Again you see Turkish spindles spun suspended.  This time the woman is standing up while spinning.  The camera shows a closeup of the unspun wool threaded through the fingers of her left hand.  I would speculate that the wool has been put through a Tartar comb, given its short length of about ten inches and given the spinner's location and the firmly woven, rug-like cloth in tents, straps, bags, and coats.  Her right hand touches the Turkish spindle's cross bars, not the shaft, to get the spindle turning.  I believe she spins clockwise.

There are two scenes that show weaving on horizontal looms.  A man weaves inside a village building, weaving while negotiating with a customer who's in the market for a coat.  Out in the country, outdoors, women weave together on a coarse warp.  The uprights of their loom look like tree trunks four inches in diameter, very rustic.

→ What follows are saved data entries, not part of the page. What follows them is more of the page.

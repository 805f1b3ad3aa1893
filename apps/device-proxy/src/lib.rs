#![cfg_attr(
    test,
    allow(
        clippy::unwrap_used,
        clippy::expect_used,
        clippy::needless_pass_by_value
    )
)]

//! Device Proxy - Transparent HTTP Forwarder
//!
//! Exposes a fixed device host under a local `/api` prefix so browser
//! clients can reach it with permissive CORS, and answers one local JSON
//! endpoint itself.
//!
//! ```text
//! Browser ──► /api/foo?x=1 ──► device-proxy ──► <upstream>/foo?x=1
//!         ◄── status + body ◄──              ◄──
//! ```

#![forbid(unsafe_code)]
#![warn(missing_docs)]
#![warn(clippy::pedantic)]

/// Environment configuration.
pub mod config;

/// Forwarding errors and their HTTP mapping.
pub mod error;

/// Upstream client and header rewriting.
pub mod forward;

/// Prometheus metrics instrumentation.
pub mod metrics;

/// Router and server.
pub mod server;

/// Tracing subscriber setup.
pub mod telemetry;

pub use config::{ConfigError, DeviceProxyConfig};
pub use error::ProxyError;
pub use forward::{UpstreamClient, UpstreamResponse, strip_request_headers, strip_response_headers};
pub use metrics::init_metrics;
pub use server::{ProxyServer, ProxyState, ServerError, create_router};
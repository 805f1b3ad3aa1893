//! Prometheus Metrics
//!
//! Forwarded request counts and upstream latency, exposed at `/metrics`.

use std::sync::OnceLock;
use std::time::Duration;

use metrics::{counter, describe_counter, describe_histogram, histogram};
use metrics_exporter_prometheus::{BuildError, PrometheusBuilder, PrometheusHandle};
use parking_lot::Mutex;

static PROMETHEUS_HANDLE: OnceLock<PrometheusHandle> = OnceLock::new();
static INIT_LOCK: Mutex<()> = Mutex::new(());

/// Initialize the Prometheus metrics recorder.
///
/// Calling this again after a successful install returns the existing handle.
///
/// # Errors
///
/// Returns `BuildError` if the global recorder cannot be installed.
pub fn init_metrics() -> Result<PrometheusHandle, BuildError> {
    let _guard = INIT_LOCK.lock();
    if let Some(handle) = PROMETHEUS_HANDLE.get() {
        return Ok(handle.clone());
    }

    let handle = PrometheusBuilder::new().install_recorder()?;
    describe_counter!(
        "device_proxy_requests_total",
        "Requests relayed, by method and upstream status"
    );
    describe_counter!(
        "device_proxy_upstream_errors_total",
        "Requests that failed before the upstream answered"
    );
    describe_histogram!(
        "device_proxy_upstream_duration_seconds",
        "Time spent waiting on the upstream"
    );
    Ok(PROMETHEUS_HANDLE.get_or_init(|| handle).clone())
}

/// Get the Prometheus handle for rendering metrics.
#[must_use]
pub fn get_metrics_handle() -> Option<PrometheusHandle> {
    PROMETHEUS_HANDLE.get().cloned()
}

/// Record a relayed upstream answer.
pub fn record_forwarded(method: &str, status: u16, elapsed: Duration) {
    counter!(
        "device_proxy_requests_total",
        "method" => method.to_string(),
        "status" => status.to_string()
    )
    .increment(1);
    histogram!("device_proxy_upstream_duration_seconds").record(elapsed.as_secs_f64());
}

/// Record a request the upstream never answered.
pub fn record_upstream_error(method: &str) {
    counter!("device_proxy_upstream_errors_total", "method" => method.to_string()).increment(1);
}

I wish I'd watched the weaving more carefully.  I got the impression that one of the woman was opening a shed with some difficulty.  If I have it correct the village loom had treadles, the country one did not.  In both cases the warp was the maximum width to weave comfortably by hand unassisted, about 30 inches.  The man was weaving a pattern with light and dark wool, putting the shuttle only partway across the warp the way colours are done in tapestry.

Most of the shepherds wore the same sort of short sleeve, knee-length shapeless coat in light wool with dark geometric accents.  I kept trying to figure out the construction.  Footage of spinning and weaving was aggravatingly brief; the coats were there the bulk of the movie and kept me interested.  Is that a pleat under the armhole?  Are the fronts loom-shaped?  Is the back made of two pieces stacked one above the other with weft running vertically?  I'm certain I saw a seam across the back at the waist.  The dark geometric accents run vertically.  They are like thick dark stripes that come down from the shoulders but they don't go all the way down and they end at different places.  Like blunt icicles.

The sheep are a fat tail type.  The narrator says that the sheep do better when moved from pasture to pasture.  He says the settled people that he knows are poor herdsmen.  He also talks about debt and dealing with middlemen.  (I recently watched the 2009 documentary Ingredients and the shepherd there had similarly negative experiences selling to middlemen who set the conditions of trade.  I think he was in Oregon.)

In People of the Wind, the camera shows and the narrator describes some actions that would be illegal here.  It's not gratuitous, it all has to do with the migration, but it's unpleasant.